Let's test a couple of options:

   s3-dist-cp --src=s3://s3-lab/test-split/ --dest=hdfs:///user/hadoop/PBXfull/ --groupBy=".*(full)\..*"

Yup. It creates a file (full) combining all the files and outputs it to one (presumably the last) directory (in my case, I still have split-5 knocking around).

   s3-dist-cp --src=s3://s3-lab/test-split/ --srcPattern=".*bar.*" --dest=hdfs:///user/hadoop/PBXfull/ --groupBy=".*(full)\..*"

Yup. This does what I want. bar is concatenated into a file full in PBXfull/bar/full, but there's still a problem. The main one is that I have 10000 of these foo, bar, baz directories and I really want evey one in it's own directory, so I can't specify the srcPattern every time. It'll drive me crazy....crazier...

In the end, I tested Barebaros' solution:

   s3-dist-cp --src=s3://s3-lab/test-split/ --dest=hdfs:///user/hadoop/PBXfull/ --groupBy=".*/(\\w+)/.*"

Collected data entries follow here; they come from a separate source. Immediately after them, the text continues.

/*
 * SPDX-FileCopyrightText: 2025 The webrank developers
 *
 * SPDX-License-Identifier: Apache-2.0 OR LGPL-2.1-or-later
 */

//! Random web graphs with uniformly distributed outdegrees.
//!
//! Every page of a graph with `n` pages draws its outdegree uniformly from
//! [`kmin` . . `k`], and then draws that many distinct successors uniformly
//! without replacement among the other `n` − 1 pages. Graphs generated in
//! this way have no self-links; they may have sinks if `kmin` is zero.
//!
//! The random number generator is always an explicit argument, so that
//! generation is reproducible:
//!
//! ```
//! use rand::SeedableRng;
//! use rand::rngs::SmallRng;
//! use webrank::graphs::random;
//!
//! let mut rng = SmallRng::seed_from_u64(0);
//! let g = random::generate(100, 10, 1, &mut rng)?;
//! assert_eq!(g.num_nodes(), 100);
//! assert!(g.sinks().next().is_none());
//! # Ok::<(), webrank::graphs::InvalidGraphError>(())
//! ```

use super::{Graph, InvalidGraphError};
use dsi_progress_logger::prelude::*;
use rand::rngs::SmallRng;
use rand::{Rng, SeedableRng};

/// Generates a random graph with `n` pages whose outdegrees are uniformly
/// distributed in [`kmin` . . `k`].
///
/// Fails with [`InvalidGraphError`] if `kmin` > `k` or `k` ≥ `n`.
pub fn generate<R: Rng + ?Sized>(
    n: usize,
    k: usize,
    kmin: usize,
    rng: &mut R,
) -> Result<Graph, InvalidGraphError> {
    generate_with_logging(n, k, kmin, rng, no_logging![])
}

/// Generates a random graph using a [`SmallRng`] seeded with `seed`.
///
/// See [`generate`].
pub fn generate_seeded(
    n: usize,
    k: usize,
    kmin: usize,
    seed: u64,
) -> Result<Graph, InvalidGraphError> {
    generate(n, k, kmin, &mut SmallRng::seed_from_u64(seed))
}

/// Generates a random graph, logging progress.
///
/// See [`generate`].
pub fn generate_with_logging<R: Rng + ?Sized>(
    n: usize,
    k: usize,
    kmin: usize,
    rng: &mut R,
    pl: &mut impl ProgressLog,
) -> Result<Graph, InvalidGraphError> {
    if kmin > k {
        return Err(InvalidGraphError::MinOutdegree { kmin, k });
    }
    if k >= n {
        return Err(InvalidGraphError::MaxOutdegree { k, n });
    }

    let mut g = Graph::empty(n);

    pl.item_name("page");
    pl.expected_updates(Some(n));
    pl.start(format!(
        "Generating a random graph with {n} pages and outdegrees in [{kmin} . . {k}]..."
    ));

    for page in 0..n {
        let outdegree = rng.random_range(kmin..=k);
        // Indices in [0 . . n − 1) are mapped to pages other than `page`
        for x in rand::seq::index::sample(rng, n - 1, outdegree) {
            g.add_arc(page, if x >= page { x + 1 } else { x });
        }
        pl.light_update();
    }

    pl.done();
    log::debug!("Generated {} links", g.num_arcs());

    Ok(g)
}

#[cfg(test)]
mod tests {
    use super::*;

    #[test]
    fn test_invalid_parameters() {
        assert!(matches!(
            generate_seeded(10, 3, 4, 0),
            Err(InvalidGraphError::MinOutdegree { kmin: 4, k: 3 })
        ));
        assert!(matches!(
            generate_seeded(10, 10, 0, 0),
            Err(InvalidGraphError::MaxOutdegree { k: 10, n: 10 })
        ));
        assert!(matches!(
            generate_seeded(0, 0, 0, 0),
            Err(InvalidGraphError::MaxOutdegree { k: 0, n: 0 })
        ));
    }

    #[test]
    fn test_reproducible() -> Result<(), InvalidGraphError> {
        let g0 = generate_seeded(50, 7, 2, 42)?;
        let g1 = generate_seeded(50, 7, 2, 42)?;
        assert_eq!(g0, g1);
        Ok(())
    }

    #[test]
    fn test_complete() -> Result<(), InvalidGraphError> {
        // kmin = k = n - 1 forces the complete graph without loops
        let g = generate_seeded(6, 5, 5, 0)?;
        assert_eq!(g.num_arcs(), 30);
        for page in 0..6 {
            assert!(!g.has_arc(page, page));
        }
        Ok(())
    }
}
/*
 * SPDX-FileCopyrightText: 2025 The webrank developers
 *
 * SPDX-License-Identifier: Apache-2.0 OR LGPL-2.1-or-later
 */

use anyhow::Result;
use dsi_progress_logger::prelude::*;
use rand::SeedableRng;
use rand::rngs::SmallRng;
use webrank::graphs::random;
use webrank::prelude::*;

#[test]
fn test_random_outdegrees() -> Result<()> {
    let _ = env_logger::builder().is_test(true).try_init();
    let mut rng = SmallRng::seed_from_u64(0);
    for &(n, k, kmin) in &[(1, 0, 0), (2, 1, 0), (10, 9, 0), (50, 10, 3), (200, 20, 20)] {
        for _ in 0..5 {
            let g = random::generate_with_logging(n, k, kmin, &mut rng, &mut progress_logger![])?;
            assert_eq!(g.num_nodes(), n);
            for page in 0..n {
                let d = g.outdegree(page);
                assert!(
                    (kmin..=k).contains(&d),
                    "n={n} k={k} kmin={kmin}: page {page} has outdegree {d}"
                );
                for succ in g.successors(page) {
                    assert_ne!(succ, page, "self-link at page {page}");
                    assert!(succ < n, "page {page} links to missing page {succ}");
                }
            }
        }
    }
    Ok(())
}

#[test]
fn test_random_uses_all_targets() -> Result<()> {
    // With many pages of outdegree 1 every target should eventually appear
    let g = random::generate_seeded(20, 1, 1, 7)?;
    let mut rng = SmallRng::seed_from_u64(7);
    let h = random::generate(20, 1, 1, &mut rng)?;
    assert_eq!(g, h);

    let mut hit = vec![false; 20];
    for seed in 0..100 {
        let g = random::generate_seeded(20, 1, 1, seed)?;
        for page in 0..20 {
            for succ in g.successors(page) {
                hit[succ] = true;
            }
        }
    }
    assert!(hit.iter().all(|&h| h));
    Ok(())
}

#[test]
fn test_effective_random() -> Result<()> {
    for seed in 0..10 {
        let g = random::generate_seeded(30, 4, 0, seed)?;
        let sinks = g.sinks().count();
        let e = g.effective();
        assert_eq!(e.num_resolved_sinks(), sinks);
        assert_eq!(e.num_arcs(), g.num_arcs() + sinks * 30);
        for page in 0..30 {
            assert!(!e.is_sink(page));
        }
        assert_eq!(webrank::graphs::effective(&e), e);
        // The graph still has its sinks
        assert_eq!(g.sinks().count(), sinks);
    }
    Ok(())
}

#[test]
fn test_inbound_is_transpose() -> Result<()> {
    let g = random::generate_seeded(40, 6, 0, 3)?;
    let e = g.effective();
    let index = InboundIndex::new(&e);
    let mut arcs = 0;
    for page in 0..40 {
        for &pred in index.inbound(page) {
            assert!(e.successors(pred).any(|s| s == page));
            arcs += 1;
        }
        assert_eq!(index.inv_outdegree(page), 1.0 / e.outdegree(page) as f64);
    }
    assert_eq!(arcs, e.num_arcs());
    Ok(())
}
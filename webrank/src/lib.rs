/*
 * SPDX-FileCopyrightText: 2025 The webrank developers
 *
 * SPDX-License-Identifier: Apache-2.0 OR LGPL-2.1-or-later
 */

#![doc = include_str!("../README.md")]
#![deny(unstable_features)]
#![deny(trivial_casts)]
#![deny(unconditional_recursion)]
#![deny(clippy::empty_loop)]
#![deny(unreachable_code)]
#![deny(unreachable_pub)]
#![deny(unreachable_patterns)]
#![deny(unused_macro_rules)]
#![deny(unused_doc_comments)]

pub mod graphs;

/// The identifier of a page: an index in `0..n` for a graph with `n` pages.
pub type Page = usize;

pub mod prelude {
    pub use crate::Page;
    pub use crate::graphs::prelude::*;
}
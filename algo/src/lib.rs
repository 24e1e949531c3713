/*
 * SPDX-FileCopyrightText: 2025 The webrank developers
 *
 * SPDX-License-Identifier: Apache-2.0 OR LGPL-2.1-or-later
 */

#![doc = include_str!("../README.md")]
#![deny(unstable_features)]
#![deny(trivial_casts)]
#![deny(unconditional_recursion)]
#![deny(clippy::empty_loop)]
#![deny(unreachable_code)]
#![deny(unreachable_pub)]
#![deny(unreachable_patterns)]
#![deny(unused_macro_rules)]
#![deny(unused_doc_comments)]

pub mod harness;
pub mod matrix;
pub mod rank;
pub mod utils;
mod vector;

pub use vector::RankVector;

pub mod prelude {
    pub use crate::RankVector;
    pub use crate::harness::{
        Convergence, ConvergenceFailure, ConvergenceRecord, Harness, Iterative, Recorder, State,
    };
    pub use crate::matrix::{PageOrder, TransitionMatrix};
    pub use crate::rank::*;
    pub use crate::utils::Stopwatch;
}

The groupBy here won't group by the filename full.*, but WILL group by the diretory foo, bar, baz, etc....i.e. all the full.* files will be concatenated and grouped by the directory.
 
This produced:
   PBXfull/foo/foo [note the filename is now foo, not full]
   PBXfull/bar/bar [again, the filename is bar, not full]
etc.

The groupBy here is grouping by the directory and not the filename!

Wow! So nothing is quite what it appears to be.

A final example:
  s3-dist-cp --src=s3://s3-lab/test-split/ --dest=hdfs:///user/hadoop/PBXfull/ --groupBy=".*/(split)\-([0-9])/.*(full)\.1[0-9]*"

This, in theory groups by the split-1, split-2, etc. Or not. The output is:

   PBXfull/split-2/split2full

And this makes sense because:
   the first part of the groupBy (split)\-([0-9])
   will consider the split-1, split-2, etc.
And the second part .*(full)\.1[0-9]*
  will only consider files:
     full.10, full.11, full.12, etc.

And there are only 2 directories with these files in them, namely split-1, and split-2. Which means the last 'split-' will be where the output of the files goes - hence split-2/split2full.

Ok. Don't worry to send me the time you spent reading this post :-), but hopefully it helps someone (perhaps me even) sometime in the future.